Head of oil trader Hin Leong didn't disclose $800m losses
The founder and director of top Singapore oil-trading company Hin Leong Trading Pte Ltd (HLT) directed the firm not to disclose hundreds of millions of dollars in losses over several years, he said in a court filing reviewed by Reuters.
The affidavit signed by Lim Oon Kuin, a Chinese immigrant in his 70s widely known as O.K. Lim, is part of a Friday filing to the Singapore High Court by HLT and subsidiary Ocean Tankers (Pte) Ltd, seeking a six-month moratorium on debts of $3.85 billion to 23 banks.
The filing cites a collapse in the oil price and the coronavirus pandemic, which has hammered oil demand and pushed up costs for HLT, one of Asia's largest oil traders.
Despite reporting net profit of $78.2 million for the business year ended in October, "HLT has not been making profits in the last few years," Lim said in the filing, which has not been made public.
The company "suffered about US$800 million in futures losses over the years but these were not reflected in the financial statements," he said. "In this regard, I had given instructions to the finance department to prepare the accounts without showing the losses and told them that I would be responsible if anything went wrong."

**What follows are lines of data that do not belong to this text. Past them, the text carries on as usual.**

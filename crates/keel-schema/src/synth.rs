//! Runtime types synthesized from message descriptors.
//!
//! A [`SynthesizedType`] exposes one keyword per schema field and validates
//! arguments against the descriptor; an [`Instance`] holds the values and
//! exports them back to a schema message.

use crate::base::{BaseArgs, BaseType};
use crate::error::{SchemaError, SchemaResult};
use crate::introspect::{describe, MessageSummary};
use crate::value::{FieldValue, Kwargs};
use prost_reflect::{DynamicMessage, Kind, MessageDescriptor};
use std::fmt;
use std::sync::Arc;

/// Enum-like namespace: value names bound to plain integers.
#[derive(Debug, Clone, PartialEq, Eq)]
pub struct EnumNamespace {
    name: String,
    values: Vec<(String, i32)>,
}

impl EnumNamespace {
    #[must_use]
    pub fn name(&self) -> &str {
        &self.name
    }

    #[must_use]
    pub fn get(&self, value_name: &str) -> Option<i32> {
        self.values.iter().find(|(n, _)| n == value_name).map(|(_, v)| *v)
    }

    pub fn values(&self) -> impl Iterator<Item = (&str, i32)> {
        self.values.iter().map(|(n, v)| (n.as_str(), *v))
    }
}

pub struct SynthesizedType {
    name: String,
    descriptor: MessageDescriptor,
    base_field_name: String,
    base: Arc<dyn BaseType>,
    field_names: Vec<String>,
    enums: Vec<EnumNamespace>,
    summary: MessageSummary,
    family: Option<String>,
}

impl fmt::Debug for SynthesizedType {
    fn fmt(&self, f: &mut fmt::Formatter<'_>) -> fmt::Result {
        f.debug_struct("SynthesizedType")
            .field("name", &self.name)
            .field("message", &self.descriptor.full_name())
            .field("base", &self.base.name())
            .field("base_field_name", &self.base_field_name)
            .finish()
    }
}

impl SynthesizedType {
    /// Create a type for `descriptor` extending `base`.
    ///
    /// `base_field_name` names the field of the base's container message that
    /// holds this type's exported message.
    pub fn synthesize(
        descriptor: MessageDescriptor,
        base_field_name: impl Into<String>,
        base: Arc<dyn BaseType>,
    ) -> SchemaResult<Arc<Self>> {
        Self::build_type(descriptor, base_field_name.into(), base, None).map(Arc::new)
    }

    fn build_type(
        descriptor: MessageDescriptor,
        base_field_name: String,
        base: Arc<dyn BaseType>,
        family: Option<String>,
    ) -> SchemaResult<Self> {
        let summary = describe(&descriptor);
        let field_names: Vec<String> = summary.fields.iter().map(|f| f.name.clone()).collect();

        if let Some(param) = base.ctor_params().iter().find(|p| field_names.contains(p)) {
            return Err(SchemaError::FieldCollision {
                type_name: descriptor.name().to_string(),
                base: base.name().to_string(),
                field: param.clone(),
            });
        }

        let enums = summary
            .enums
            .iter()
            .map(|e| EnumNamespace { name: e.name.clone(), values: e.values.clone() })
            .collect();

        tracing::debug!(
            type_name = descriptor.name(),
            base = base.name(),
            fields = field_names.len(),
            "synthesized type"
        );

        Ok(Self {
            name: descriptor.name().to_string(),
            descriptor,
            base_field_name,
            base,
            field_names,
            enums,
            summary,
            family,
        })
    }

    /// Synthesize one type per field of `container`, skipping `skip_fields`.
    ///
    /// Every remaining field must be message-typed.
    pub fn generate_types(
        container: &MessageDescriptor,
        skip_fields: &[&str],
        base: Arc<dyn BaseType>,
    ) -> SchemaResult<Vec<Arc<Self>>> {
        let mut types = Vec::new();
        for field in container.fields() {
            if skip_fields.contains(&field.name()) {
                continue;
            }
            let Kind::Message(message) = field.kind() else {
                return Err(SchemaError::NotAMessage {
                    container: container.name().to_string(),
                    field: field.name().to_string(),
                });
            };
            let ty = Self::build_type(
                message,
                field.name().to_string(),
                Arc::clone(&base),
                Some(container.name().to_string()),
            )?;
            types.push(Arc::new(ty));
        }
        Ok(types)
    }

    #[must_use]
    pub fn name(&self) -> &str {
        &self.name
    }

    #[must_use]
    pub fn descriptor(&self) -> &MessageDescriptor {
        &self.descriptor
    }

    #[must_use]
    pub fn base_field_name(&self) -> &str {
        &self.base_field_name
    }

    #[must_use]
    pub fn base(&self) -> &Arc<dyn BaseType> {
        &self.base
    }

    /// Container message this type was generated from, if any.
    #[must_use]
    pub fn family(&self) -> Option<&str> {
        self.family.as_deref()
    }

    pub fn field_names(&self) -> impl Iterator<Item = &str> {
        self.field_names.iter().map(String::as_str)
    }

    #[must_use]
    pub fn has_field(&self, name: &str) -> bool {
        self.field_index(name).is_some()
    }

    fn field_index(&self, name: &str) -> Option<usize> {
        self.field_names.iter().position(|f| f == name)
    }

    /// Keywords accepted by the constructor: base parameters then fields.
    #[must_use]
    pub fn accepted_keywords(&self) -> Vec<&str> {
        self.base.ctor_params().iter().map(String::as_str).chain(self.field_names()).collect()
    }

    #[must_use]
    pub fn enum_namespace(&self, name: &str) -> Option<&EnumNamespace> {
        self.enums.iter().find(|e| e.name == name)
    }

    pub fn enum_namespaces(&self) -> impl Iterator<Item = &EnumNamespace> {
        self.enums.iter()
    }

    /// `Type.Enum.VALUE`, as a plain integer.
    #[must_use]
    pub fn enum_value(&self, enum_name: &str, value_name: &str) -> Option<i32> {
        self.enum_namespace(enum_name)?.get(value_name)
    }

    #[must_use]
    pub fn summary(&self) -> &MessageSummary {
        &self.summary
    }

    #[must_use]
    pub fn doc(&self) -> String {
        self.summary.render_doc()
    }

    /// Build an instance from keyword arguments.
    ///
    /// Base parameters are captured for the base type; every other keyword
    /// must name a field. Fields not supplied stay unset.
    pub fn instantiate(self: &Arc<Self>, kwargs: impl IntoIterator<Item = (String, FieldValue)>) -> SchemaResult<Instance> {
        let mut base_args = BaseArgs::new();
        let mut fields: Vec<Option<FieldValue>> = vec![None; self.field_names.len()];

        for (name, value) in kwargs {
            if self.base.ctor_params().contains(&name) {
                base_args.insert(name, value);
            } else if let Some(idx) = self.field_index(&name) {
                fields[idx] = Some(value);
            } else {
                return Err(SchemaError::UnknownArgument { type_name: self.name.clone(), argument: name });
            }
        }

        self.base.init(&mut base_args);
        Ok(Instance { ty: Arc::clone(self), base_args, fields })
    }

    /// Instance with every field unset.
    #[must_use]
    pub fn empty(self: &Arc<Self>) -> Instance {
        let mut base_args = BaseArgs::new();
        self.base.init(&mut base_args);
        Instance { ty: Arc::clone(self), base_args, fields: vec![None; self.field_names.len()] }
    }
}

/// Values for one synthesized type.
#[derive(Debug, Clone)]
pub struct Instance {
    ty: Arc<SynthesizedType>,
    base_args: BaseArgs,
    fields: Vec<Option<FieldValue>>,
}

impl PartialEq for Instance {
    fn eq(&self, other: &Self) -> bool {
        Arc::ptr_eq(&self.ty, &other.ty) && self.base_args == other.base_args && self.fields == other.fields
    }
}

impl Instance {
    #[must_use]
    pub fn synthesized_type(&self) -> &Arc<SynthesizedType> {
        &self.ty
    }

    #[must_use]
    pub fn type_name(&self) -> &str {
        self.ty.name()
    }

    pub fn field_names(&self) -> impl Iterator<Item = &str> {
        self.ty.field_names()
    }

    /// Field value, or `None` while unset.
    #[must_use]
    pub fn get(&self, field: &str) -> Option<&FieldValue> {
        self.ty.field_index(field).and_then(|idx| self.fields[idx].as_ref())
    }

    pub fn set(&mut self, field: &str, value: impl Into<FieldValue>) -> SchemaResult<()> {
        let idx = self.index_of(field)?;
        self.fields[idx] = Some(value.into());
        Ok(())
    }

    /// Reset a field to unset, returning the previous value.
    pub fn unset(&mut self, field: &str) -> SchemaResult<Option<FieldValue>> {
        let idx = self.index_of(field)?;
        Ok(self.fields[idx].take())
    }

    /// Append to a list-valued field, starting a list if unset.
    pub fn push(&mut self, field: &str, value: impl Into<FieldValue>) -> SchemaResult<()> {
        let idx = self.index_of(field)?;
        let value = value.into();
        let slot = &mut self.fields[idx];
        *slot = Some(match slot.take() {
            Some(FieldValue::List(mut items)) => {
                items.push(value);
                FieldValue::List(items)
            }
            Some(other) => FieldValue::List(vec![other, value]),
            None => FieldValue::List(vec![value]),
        });
        Ok(())
    }

    /// Fields that currently hold a value, in declaration order.
    pub fn set_fields(&self) -> impl Iterator<Item = (&str, &FieldValue)> {
        self.ty
            .field_names
            .iter()
            .zip(&self.fields)
            .filter_map(|(name, value)| value.as_ref().map(|v| (name.as_str(), v)))
    }

    #[must_use]
    pub fn base_args(&self) -> &BaseArgs {
        &self.base_args
    }

    #[must_use]
    pub fn base_arg(&self, name: &str) -> Option<&FieldValue> {
        self.base_args.get(name)
    }

    /// Name used when this instance is referenced from a string field:
    /// the `name` base argument, else a string `name` field.
    #[must_use]
    pub fn reference_name(&self) -> Option<&str> {
        self.base_arg("name").or_else(|| self.get("name")).and_then(FieldValue::as_str)
    }

    pub fn export(&self) -> SchemaResult<DynamicMessage> {
        crate::export::export(self)
    }

    fn index_of(&self, field: &str) -> SchemaResult<usize> {
        self.ty.field_index(field).ok_or_else(|| SchemaError::UnknownField {
            type_name: self.ty.name().to_string(),
            field: field.to_string(),
        })
    }
}

impl SynthesizedType {
    /// Convenience over [`SynthesizedType::instantiate`] taking [`Kwargs`].
    pub fn build(self: &Arc<Self>, kwargs: Kwargs) -> SchemaResult<Instance> {
        self.instantiate(kwargs)
    }
}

Reuters was the first to disclose the existence of Lim's affidavit spelling out the losses and specific including his acknowledgement of personal responsibility for not reporting the losses. Bloomberg cited the $800 million in losses in a report late Sunday.
Lim, reached by phone, declined comment to Reuters, as did his lawyer Patrick Ang, managing partner at Rajah & Tann Singapore LLP, who was reached by e-mail.